Although this region had a very dense geophysical observation network, no short-term (months, weeks, or days) earthquake precursors had been reported. Meanwhile, geologists who studied traces of paleoevents (prehistoric earthquakes and tsunamis) in this part of Japan pointed out in their publications that the AD 869 Jogan earthquake, known from the chronicles, caused a catastrophic tsunami that reached 5—7 km deep inland on the Sendai plain, which in itself showed the scale of the event. Among these scientists were Koji Minoura, Professor of Geology at Tohoku University, and professional geologists who worked for the TEPKO Corporation, which owned the Fukushima–Daiichi nuclear power plant, most severely affected by the tsunami. However, neither the government nor the corporate leadership paid attention to their warnings that such a devastating earthquake and tsunami might happen again in the Tohoku region. This short-sightedness resulted in a severe accident at the plant, leading to large-scale radioactive contamination and complete evacuation of people from a 30-km zone, a formidable endeavor in the overpopulated Japan.

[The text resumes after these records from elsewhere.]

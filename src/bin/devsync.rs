// SPDX-FileCopyrightText: 2025 Jason Pena <jasonpena@awkless.com>
// SPDX-License-Identifier: MIT

use devsync::{
    command,
    config::{EngineConfig, PushTarget},
    descriptor::{Descriptor, GroupKind},
    event::{OutputMode, Reporter},
    path::{default_config_path, descriptor_path},
    platform::PlatformError,
    push::{PushOptions, PushPipeline, DEFAULT_DEBUG_PORT},
    watch::WatchLoop,
};

use anyhow::{Context, Result};
use clap::{Parser, Subcommand, ValueEnum};
use inquire::Confirm;
use std::{
    io::{stdout, Write},
    path::PathBuf,
    process::exit,
    sync::Arc,
};
use tracing::{error, info, warn};
use tracing_subscriber::{fmt, prelude::*, EnvFilter};

#[derive(Debug, Clone, Parser)]
#[command(
    about,
    override_usage = "devsync [options] <command>",
    subcommand_help_heading = "Commands",
    version
)]
struct Cli {
    /// Synchronization root, defaults to the current directory.
    #[arg(long, global = true, value_name = "dir")]
    pub root: Option<PathBuf>,

    /// Component descriptor, defaults to devfile.yaml under the root.
    #[arg(long, global = true, value_name = "file")]
    pub descriptor: Option<PathBuf>,

    /// Engine configuration file.
    #[arg(long, global = true, value_name = "file")]
    pub config: Option<PathBuf>,

    /// Render progress for humans, or as JSON lines for tools.
    #[arg(short, long, global = true, default_value_t = OutputMode::Human, value_name = "mode")]
    pub output: OutputMode,

    /// Cluster namespace to push into.
    #[arg(long, global = true, value_name = "namespace")]
    pub namespace: Option<String>,

    /// Platform to push to.
    #[arg(long, global = true, value_name = "platform")]
    pub platform: Option<PlatformArg>,

    #[command(subcommand)]
    pub command: Command,
}

impl Cli {
    async fn run(self) -> Result<()> {
        let engine = Engine::open(&self)?;
        match self.command {
            Command::Push(opts) => run_push(engine, opts),
            Command::Watch(opts) => run_watch(engine, opts).await,
            Command::Exec(opts) => run_exec(engine, opts),
            Command::Logs(opts) => run_logs(engine, opts).await,
            Command::Test(opts) => run_test(engine, opts),
            Command::Delete(opts) => run_delete(engine, opts),
            Command::Status => run_status(engine),
        }
    }
}

#[derive(Debug, Clone, Copy, ValueEnum)]
enum PlatformArg {
    Cluster,
    Local,
}

impl From<PlatformArg> for PushTarget {
    fn from(arg: PlatformArg) -> Self {
        match arg {
            PlatformArg::Cluster => PushTarget::Cluster,
            PlatformArg::Local => PushTarget::Local,
        }
    }
}

#[derive(Debug, Clone, Subcommand)]
enum Command {
    /// Synchronize local changes, build, and (re)start the component.
    #[command(override_usage = "devsync push [options]")]
    Push(PushArgs),

    /// Push whenever the synchronization root changes.
    #[command(override_usage = "devsync watch [options]")]
    Watch(WatchArgs),

    /// Run command inside the component.
    #[command(override_usage = "devsync exec -- <command>...")]
    Exec(ExecArgs),

    /// Show output of the run command.
    #[command(override_usage = "devsync logs [options]")]
    Logs(LogsArgs),

    /// Run test command inside the component.
    #[command(override_usage = "devsync test [options]")]
    Test(TestArgs),

    /// Delete component from its platform.
    #[command(override_usage = "devsync delete [options]")]
    Delete(DeleteArgs),

    /// Follow status changes of the component.
    #[command(override_usage = "devsync status")]
    Status,
}

#[derive(Parser, Clone, Debug)]
#[command(author, about, long_about)]
struct PushArgs {
    /// Synchronize every file, rebuild, and restart.
    #[arg(short, long)]
    pub force_build: bool,

    /// Start debug command instead of run command.
    #[arg(short, long)]
    pub debug: bool,

    /// Port handed to the debug command.
    #[arg(long, default_value_t = DEFAULT_DEBUG_PORT, value_name = "port")]
    pub debug_port: u16,

    /// Build command to use instead of the default one.
    #[arg(long, value_name = "id")]
    pub build_command: Option<String>,

    /// Run command to use instead of the default one.
    #[arg(long, value_name = "id")]
    pub run_command: Option<String>,

    /// Debug command to use instead of the default one.
    #[arg(long, value_name = "id")]
    pub debug_command: Option<String>,
}

impl From<PushArgs> for PushOptions {
    fn from(args: PushArgs) -> Self {
        Self {
            force_build: args.force_build,
            debug: args.debug,
            debug_port: args.debug_port,
            build_command: args.build_command,
            run_command: args.run_command,
            debug_command: args.debug_command,
            show_progress: false,
        }
    }
}

#[derive(Parser, Clone, Debug)]
#[command(author, about, long_about)]
struct WatchArgs {
    /// Quiet period in milliseconds before changes trigger a push.
    #[arg(long, value_name = "ms")]
    pub delay: Option<u64>,

    /// Additional glob of paths to ignore.
    #[arg(short, long, value_name = "glob")]
    pub ignore: Vec<String>,

    #[command(flatten)]
    pub push: PushArgs,
}

#[derive(Parser, Clone, Debug)]
#[command(author, about, long_about)]
struct ExecArgs {
    /// Command line to run.
    #[arg(required = true, last = true, value_name = "command")]
    pub command: Vec<String>,
}

#[derive(Parser, Clone, Debug)]
#[command(author, about, long_about)]
struct LogsArgs {
    /// Keep streaming new output.
    #[arg(short, long)]
    pub follow: bool,

    /// Command to show output of instead of the default run command.
    #[arg(long, value_name = "id")]
    pub command: Option<String>,

    /// Show output of the default debug command.
    #[arg(short, long, conflicts_with = "command")]
    pub debug: bool,
}

#[derive(Parser, Clone, Debug)]
#[command(author, about, long_about)]
struct TestArgs {
    /// Test command to use instead of the default one.
    #[arg(long, value_name = "id")]
    pub test_command: Option<String>,
}

#[derive(Parser, Clone, Debug)]
#[command(author, about, long_about)]
struct DeleteArgs {
    /// Do not ask for confirmation.
    #[arg(short, long)]
    pub force: bool,

    /// Wait until the platform confirms removal.
    #[arg(short, long)]
    pub wait: bool,
}

/// Everything a command needs, built once from the command line.
struct Engine {
    config: EngineConfig,
    root: PathBuf,
    descriptor: Arc<Descriptor>,
    reporter: Arc<Reporter>,
    show_progress: bool,
}

impl Engine {
    fn open(cli: &Cli) -> Result<Self> {
        let config_path = match &cli.config {
            Some(path) => path.clone(),
            None => default_config_path()?,
        };
        let mut config = EngineConfig::load(&config_path)?;
        if let Some(namespace) = &cli.namespace {
            config.settings.namespace = namespace.clone();
        }
        if let Some(platform) = cli.platform {
            config.settings.push_target = platform.into();
        }

        let root = match cli.root.clone().or_else(|| config.settings.sync_root.clone()) {
            Some(root) => root,
            None => std::env::current_dir().context("cannot determine current directory")?,
        };
        let descriptor_path = cli
            .descriptor
            .clone()
            .unwrap_or_else(|| descriptor_path(&root));
        let descriptor = Descriptor::load(&descriptor_path)?;

        Ok(Self {
            config,
            root,
            descriptor: Arc::new(descriptor),
            reporter: Arc::new(Reporter::stdout(cli.output)),
            show_progress: cli.output == OutputMode::Human,
        })
    }

    fn pipeline(&self) -> Result<PushPipeline> {
        Ok(PushPipeline::new(
            &self.config,
            &self.root,
            Arc::clone(&self.descriptor),
            Arc::clone(&self.reporter),
        )?)
    }
}

#[tokio::main]
async fn main() {
    let layer = fmt::layer()
        .compact()
        .with_target(false)
        .with_timer(false)
        .without_time()
        .with_writer(std::io::stderr);
    let filter = EnvFilter::try_from_default_env()
        .or_else(|_| EnvFilter::try_new("info"))
        .unwrap();
    tracing_subscriber::registry()
        .with(layer)
        .with(filter)
        .init();

    if let Err(error) = run().await {
        error!("{error:?}");
        exit(1);
    }

    exit(0)
}

async fn run() -> Result<()> {
    Cli::parse().run().await
}

fn run_push(engine: Engine, opts: PushArgs) -> Result<()> {
    let pipeline = engine.pipeline()?;
    let options = PushOptions {
        show_progress: engine.show_progress,
        ..opts.into()
    };
    pipeline.push(&options)?;
    Ok(())
}

async fn run_watch(mut engine: Engine, opts: WatchArgs) -> Result<()> {
    if let Some(delay) = opts.delay {
        engine.config.watch.delay_ms = delay;
    }
    engine.config.watch.ignore.extend(opts.ignore);

    let pipeline = engine.pipeline()?;
    let options = PushOptions {
        show_progress: engine.show_progress,
        ..opts.push.into()
    };
    let mut watcher = WatchLoop::new(engine.config.watch.delay(), pipeline.ignore_set()?);
    let stop = watcher.stop_handle();

    let mut task = tokio::task::spawn_blocking(move || -> Result<()> {
        // INVARIANT: Component starts out in sync before watching begins.
        if let Err(err) = pipeline.push(&options) {
            if err.stops_watch() {
                return Err(err.into());
            }
            warn!("initial push failed, still watching: {err}");
        }

        // INVARIANT: Only the first push of a watch session may force a rebuild.
        let options = PushOptions {
            force_build: false,
            ..options
        };
        let summary = watcher.watch(|_| pipeline.push(&options).map(|_| ()))?;
        info!(
            "{} push(es) triggered, {} failed",
            summary.triggers, summary.failures
        );
        Ok(())
    });

    tokio::select! {
        result = &mut task => return result?,
        signal = tokio::signal::ctrl_c() => {
            signal?;
            info!("stopping watch, letting running push finish");
            stop.stop();
        }
    }

    task.await?
}

fn run_exec(engine: Engine, opts: ExecArgs) -> Result<()> {
    let pipeline = engine.pipeline()?;
    let command_line = shlex::try_join(opts.command.iter().map(String::as_str))?;
    let mut out = stdout().lock();
    pipeline.adapter().exec(&command_line, &mut out)?;
    out.flush()?;
    Ok(())
}

async fn run_logs(engine: Engine, opts: LogsArgs) -> Result<()> {
    let pipeline = engine.pipeline()?;
    let kind = if opts.debug { GroupKind::Debug } else { GroupKind::Run };
    let command = command::resolve(pipeline.descriptor(), kind, opts.command.as_deref())?;
    let stream = pipeline.adapter().log(opts.follow, &command)?;
    let canceller = stream.canceller();

    let task = tokio::task::spawn_blocking(move || -> Result<()> {
        let mut out = stdout().lock();
        for line in stream {
            writeln!(out, "{}", line?)?;
        }
        Ok(())
    });

    if opts.follow {
        tokio::spawn(async move {
            if tokio::signal::ctrl_c().await.is_ok() {
                canceller.cancel();
            }
        });
    }

    task.await?
}

fn run_test(engine: Engine, opts: TestArgs) -> Result<()> {
    let pipeline = engine.pipeline()?;
    match pipeline
        .adapter()
        .test(opts.test_command.as_deref(), engine.show_progress)
    {
        Ok(()) => Ok(()),
        Err(PlatformError::Resolve(err)) if !err.is_fatal() => {
            warn!("skip test: {err}");
            Ok(())
        }
        Err(err) => Err(err.into()),
    }
}

fn run_delete(engine: Engine, opts: DeleteArgs) -> Result<()> {
    let pipeline = engine.pipeline()?;
    if !opts.force {
        let confirmed = Confirm::new(&format!("delete component {}?", pipeline.descriptor().name()))
            .with_default(false)
            .prompt()?;
        if !confirmed {
            info!("nothing deleted");
            return Ok(());
        }
    }

    pipeline.delete(engine.show_progress, opts.wait)?;
    Ok(())
}

fn run_status(engine: Engine) -> Result<()> {
    let pipeline = engine.pipeline()?;
    let mut out = stdout().lock();
    let mut seen = false;
    for event in pipeline.adapter().watch_remote_status()? {
        let event = event?;
        writeln!(out, "{}\t{}", event.name, event.phase)?;
        seen = true;
    }

    if !seen {
        info!("{} platform reported no status changes", pipeline.adapter().name());
    }

    Ok(())
}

Severo-Kurilsk Tragedy, November 5, 1952
All the Kuril Islands lie in a seismic hazard zone; the ground here shakes quite often, and even short-time visitors quickly get used to it. However, the tremors that began early in the morning on November 5, 1952 immediately surpassed everything that the people of the town of Severo-Kurilsk on Paramushir Island, the largest of the North Kuril Islands, had ever experienced. They woke up from strong shocks and in the darkness—the local power station did not work at night—quickly dressed their kids to take them outside of buildings. The ground went rocking and rolling, wooden barracks cracking; glass window panes collapsed; furnaces crashed inside. Most people were unaware that a tsunami could follow the earthquake because they had only recently settled on the Kuril Islands, shortly after the Japanese troops were withdrawn from them in 1945. Thirty minutes after the earthquake, people heard a distant rumble coming from the ocean, and a minute later, the first wave, 5—7 m high, fell down on the coast. The military were the first to see it coming through the strait between the islands of Paramushir and Shumshu; they started firing their guns into the air, trying to warn other people. The wave flooded to a half the houses closest to the shore and ebbed away, carrying a lot of human bodies and debris. The people had barely recovered from the horrors they had been through, when in 15—20 minutes, another, even higher wave struck the town. With a height of more than 10 m on the edge, it crashed everything on its way; only the foundations of houses survived. The water walloped so hard that heavy machines and steam winches attached to concrete foundations went off and bounced far away. The wave turned over and dragged along heavy tractors and huge all-terrain tracked vehicles. The torrent tore through the town to the surrounding sopki-hills, where people had run after the first wave, and rolled back into the valley where the central part of the town was located, creating a giant whirlpool, where house wreckage swarmed together with people clinging to logs and small vessels. “Houses and roofs were thrown off like matchboxes and carried into the sea,” wrote one of the witnesses. The strait between the islands teemed with floating houses, roofs, and other debris, on which people tried to escape. The air temperature was about 0 °C (the first snow had fallen the day before); the water temperature was 6—8 °C.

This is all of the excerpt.